The actual probability of a white person being able to claim some Native American ancestry is quite high if they can trace their ancestry in this country back to the 18th century. It becomes even higher (close to 75%) if they can trace it back to the 17th century. The reason is simple math-- the number of direct ancestors doubles every generation and the pool of available people shrinks.
Yeah, I know, we're talking 1/32nd or, in the more common cases, 1/64th or even 1/128th (or less) Native American blood. But it is based on facts, however small. And it is a trend likely to continue as long as special rights are conferred on certain minorities.

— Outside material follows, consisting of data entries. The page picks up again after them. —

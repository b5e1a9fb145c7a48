//! Framework-agnostic business logic.
//!
//! Nothing here knows about Discord; the bot layer calls these functions and
//! renders their results.

pub mod access;
pub mod complaint;
pub mod delivery;
pub mod discount;
pub mod load;
pub mod pagination;
pub mod reconcile;
pub mod schema;
pub mod session;
pub mod stock;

Excellent piece....and I agree those are five things that need to be discussed, but is too PC (even for the going-liberal Fox News).
One more to add.....
The Failure of Free Trade, and how so-called conservatives agree with George Soros, Al Gore, Jimmy Carter, Barack Obama, and other far-lefties....agree on Free Trade....and the refusal to discuss its outright failure
I think Hanson is wrong here. It is quite conceivable that any given student going to St. John's instead of Yale would come out with a better education than if he had chosen the Ivy, but the talent pool that Yale gets to pick from "did better" on average in high school and they are likely to continue doing so after they get their four year degree.
ML/NJ
Actually, he means hamstrung. It is the correct word.
Unfortunately my maxim about Service Academy graduates doesn’t hold true for presidents. Carter and Grant were graduates of Annapolis and West Point respectively. Grant was a brilliant general but a poor president.